Any ultra-runner, upon sharing their love of long-distance running with a friend, has gotten the response, “Have you heard of Courtney Dauwalter?”
It’s hard to overstate Dauwalter’s contribution to the sport. Her performances have pushed the envelope at a variety of distances and across different terrain. She’s fast. She’s good in the mountains. She’s a great human. And at races over 100 miles, she’s almost unstoppable by anyone on Earth, regardless of gender. Dauwalter has racked up a first overall finish at the Moab 240 in 2017, and second overall finish at the Tahoe 200 in 2018.
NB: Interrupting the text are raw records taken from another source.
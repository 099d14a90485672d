//! Area and overlap predicates over [`BoundingBox`] values.

use crate::types::BoundingBox;

/// Area of a box; inverted extents count as zero.
pub fn area(b: &BoundingBox) -> f64 {
    (b.x_max - b.x_min).max(0.0) * (b.y_max - b.y_min).max(0.0)
}

/// Area shared by two boxes, zero when they are disjoint on either axis.
pub fn intersection_area(a: &BoundingBox, b: &BoundingBox) -> f64 {
    let ox = (a.x_max.min(b.x_max) - a.x_min.max(b.x_min)).max(0.0);
    let oy = (a.y_max.min(b.y_max) - a.y_min.max(b.y_min)).max(0.0);
    ox * oy
}

/// Intersection over union.
///
/// Returns 0.0 when the union is empty: two degenerate boxes are never
/// considered overlapping.
pub fn iou(a: &BoundingBox, b: &BoundingBox) -> f64 {
    let intersection = intersection_area(a, b);
    let union = area(a) + area(b) - intersection;
    if union <= 0.0 {
        return 0.0;
    }
    intersection / union
}

#[cfg(test)]
mod tests {
    use super::*;

    fn bbox(x_min: f64, y_min: f64, x_max: f64, y_max: f64) -> BoundingBox {
        BoundingBox::new(0, x_min, y_min, x_max, y_max)
    }

    #[test]
    fn test_area() {
        assert_eq!(area(&bbox(0.0, 0.0, 10.0, 5.0)), 50.0);
        assert_eq!(area(&bbox(10.0, 0.0, 0.0, 5.0)), 0.0);
    }

    #[test]
    fn test_intersection_area() {
        let a = bbox(0.0, 0.0, 100.0, 100.0);
        let b = bbox(5.0, 5.0, 105.0, 105.0);
        assert_eq!(intersection_area(&a, &b), 9025.0);
        assert_eq!(intersection_area(&b, &a), 9025.0);

        // Touching edges share no area
        let c = bbox(100.0, 0.0, 200.0, 100.0);
        assert_eq!(intersection_area(&a, &c), 0.0);
    }

    #[test]
    fn test_iou() {
        let a = bbox(0.0, 0.0, 100.0, 100.0);
        let b = bbox(5.0, 5.0, 105.0, 105.0);
        let expected = 9025.0 / 10975.0;
        assert!((iou(&a, &b) - expected).abs() < 1e-12);
        assert_eq!(iou(&a, &a), 1.0);
    }

    #[test]
    fn test_iou_degenerate_is_zero() {
        let a = bbox(3.0, 3.0, 3.0, 3.0);
        assert_eq!(iou(&a, &a), 0.0);
        let line = bbox(0.0, 0.0, 10.0, 0.0);
        assert_eq!(iou(&line, &a), 0.0);
    }
}
use clap::{Parser, ValueEnum};
use std::collections::HashMap;
use std::str::FromStr;

use crate::error::SanitizeError;

/// Thresholds and policies for one sanitization run.
#[derive(Debug, Clone, PartialEq)]
pub struct SanitizeConfig {
    /// Upper bound on boxes kept per image.
    pub max_box_count: usize,
    /// Minimum box area as a fraction of image area.
    pub min_area_ratio: f64,
    /// Same-class pairs above this IoU lose their smaller box.
    pub max_iou: f64,
    /// Base seed for density sampling; drawn at random when unset.
    pub random_seed: Option<u64>,
    /// Treat images whose boxes were all filtered out as orphans.
    pub drop_empty_images: bool,
}

impl Default for SanitizeConfig {
    fn default() -> Self {
        Self {
            max_box_count: 30,
            min_area_ratio: 0.00015,
            max_iou: 0.35,
            random_seed: None,
            drop_empty_images: false,
        }
    }
}

impl SanitizeConfig {
    /// Reject thresholds the pipeline cannot honour.
    pub fn validate(&self) -> Result<(), SanitizeError> {
        if self.max_box_count == 0 {
            return Err(SanitizeError::InvalidConfiguration(
                "max_box_count must be greater than 0".to_string(),
            ));
        }
        if self.min_area_ratio >= 1.0 && self.min_area_ratio.is_finite() {
            return Err(SanitizeError::InvalidConfiguration(format!(
                "min_area_ratio {} looks like a pixel area; expected a fraction of image area in (0, 1)",
                self.min_area_ratio
            )));
        }
        if !in_open_unit_interval(self.min_area_ratio) {
            return Err(SanitizeError::InvalidConfiguration(format!(
                "min_area_ratio must be in (0, 1), got {}",
                self.min_area_ratio
            )));
        }
        if !in_open_unit_interval(self.max_iou) {
            return Err(SanitizeError::InvalidConfiguration(format!(
                "max_iou must be in (0, 1), got {}",
                self.max_iou
            )));
        }
        Ok(())
    }
}

fn in_open_unit_interval(value: f64) -> bool {
    value.is_finite() && value > 0.0 && value < 1.0
}

/// Command-line arguments for sanitizing a detection dataset in place.
#[derive(Parser, Debug, Clone)]
#[command(version, long_about = None)]
pub struct Args {
    /// Dataset root directory
    #[arg(short = 'd', long = "directory")]
    pub directory: String,

    /// Split subdirectories to sanitize (defaults to the root itself)
    #[arg(long = "splits", value_delimiter = ',')]
    pub splits: Vec<String>,

    /// Label encoding: 'corner', 'yolo' or 'coco'
    #[arg(long = "format", value_enum, default_value = "yolo")]
    pub format: LabelFormat,

    /// Image width in pixels, used by the corner format
    #[arg(long = "img_width", default_value_t = 480, value_parser = clap::value_parser!(u32).range(1..))]
    pub img_width: u32,

    /// Image height in pixels, used by the corner format
    #[arg(long = "img_height", default_value_t = 640, value_parser = clap::value_parser!(u32).range(1..))]
    pub img_height: u32,

    /// Maximum number of boxes kept per image
    #[arg(long = "max_box_count", default_value_t = 30)]
    pub max_box_count: usize,

    /// Minimum box area as a fraction of the image area
    #[arg(long = "min_area_ratio", default_value_t = 0.00015, value_parser = validate_ratio)]
    pub min_area_ratio: f64,

    /// Maximum IoU between two boxes of the same class
    #[arg(long = "max_iou", default_value_t = 0.35, value_parser = validate_ratio)]
    pub max_iou: f64,

    /// Seed for density sampling
    #[arg(long = "seed")]
    pub seed: Option<u64>,

    /// Remove images whose boxes were all filtered out
    #[arg(long = "drop_empty_images")]
    pub drop_empty_images: bool,

    /// Class id remapping as OLD:NEW pairs
    #[arg(long = "class_map", value_delimiter = ',', value_parser = parse_class_mapping)]
    pub class_map: Vec<(u32, u32)>,

    /// Annotation file name inside each split, used by the coco format
    #[arg(long = "annotations_file", default_value = "annotations.json")]
    pub annotations_file: String,

    /// Merge COCO categories into one class per supercategory
    #[arg(long = "group_by_supercategory")]
    pub group_by_supercategory: bool,

    /// Report what would be removed without touching any file
    #[arg(long = "dry_run")]
    pub dry_run: bool,
}

impl Args {
    pub fn to_sanitize_config(&self) -> Result<SanitizeConfig, SanitizeError> {
        if self.group_by_supercategory && self.format != LabelFormat::Coco {
            return Err(SanitizeError::InvalidConfiguration(
                "--group_by_supercategory needs --format coco".to_string(),
            ));
        }
        let config = SanitizeConfig {
            max_box_count: self.max_box_count,
            min_area_ratio: self.min_area_ratio,
            max_iou: self.max_iou,
            random_seed: self.seed,
            drop_empty_images: self.drop_empty_images,
        };
        config.validate()?;
        Ok(config)
    }

    pub fn class_map(&self) -> HashMap<u32, u32> {
        self.class_map.iter().copied().collect()
    }
}

// Enumeration for the on-disk label encoding
#[derive(Copy, Clone, PartialEq, Eq, PartialOrd, Ord, ValueEnum, Debug)]
pub enum LabelFormat {
    /// `class x_min y_min x_max y_max` in pixels
    Corner,
    /// `class x_center y_center width height`, normalized
    Yolo,
    /// COCO JSON with `[x, y, width, height]` boxes in pixels
    Coco,
}

// Validate that the ratio is strictly between 0.0 and 1.0
fn validate_ratio(s: &str) -> Result<f64, String> {
    match f64::from_str(s) {
        Ok(val) if val > 0.0 && val < 1.0 => Ok(val),
        _ => Err("RATIO must be strictly between 0.0 and 1.0".to_string()),
    }
}

fn parse_class_mapping(s: &str) -> Result<(u32, u32), String> {
    let (from, to) = s
        .split_once(':')
        .ok_or_else(|| format!("expected OLD:NEW, got '{}'", s))?;
    let from = from
        .trim()
        .parse::<u32>()
        .map_err(|e| format!("invalid class id '{}': {}", from, e))?;
    let to = to
        .trim()
        .parse::<u32>()
        .map_err(|e| format!("invalid class id '{}': {}", to, e))?;
    Ok((from, to))
}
But we need to be honest about what we’re saying when we constantly bring up what it means to outrun the boys (like I have, for this very magazine). I’ve made the mistake while reporting Maggie Guterl’s win at Big’s Backyard Ultra, where she and Dauwalter have both claimed victory. Headlines like this one from the New York Times imply that to gain mainstream attention outside of the sport, women must be better than men. That standard implicitly devalues the achievements of women, as badass women whose performances stand on their own. As Dr. Stacey Sims says, “women are not small men.” Similarly, we shouldn’t wait to pay attention until a woman’s performance makes all the men feel small.
Changing The Frame
In 2021, Ruth Croft won the Tarawera 102k. It was a monumental achievement. And oh yeah, she beat all the men. Afterward, she wrote on Instagram that she couldn’t help feeling disappointed in how others saw her race, and why it was getting so much attention.
“I can’t help but wonder if my performance of winning in my field and breaking the race’s course record would have generated so much attention, had any man ran faster than me on the day? Sadly, probably not.”
Croft’s race, like Dauwalter’s, like Stephanie Howe’s at the Bandera 100k in 2017, like many other women who have crossed the finish line before the men—all are totally badass. But they would be just as badass if a man happened to be a few steps ahead. We can celebrate women without checking to see the men’s standings as validation.
It’s a trap I fall into in my own reporting, and it’s definitely not done out of malice in any of the articles I have seen. But it can still reinforce a perception that the default for the women’s category is as “small men” rather than “badass bosses.”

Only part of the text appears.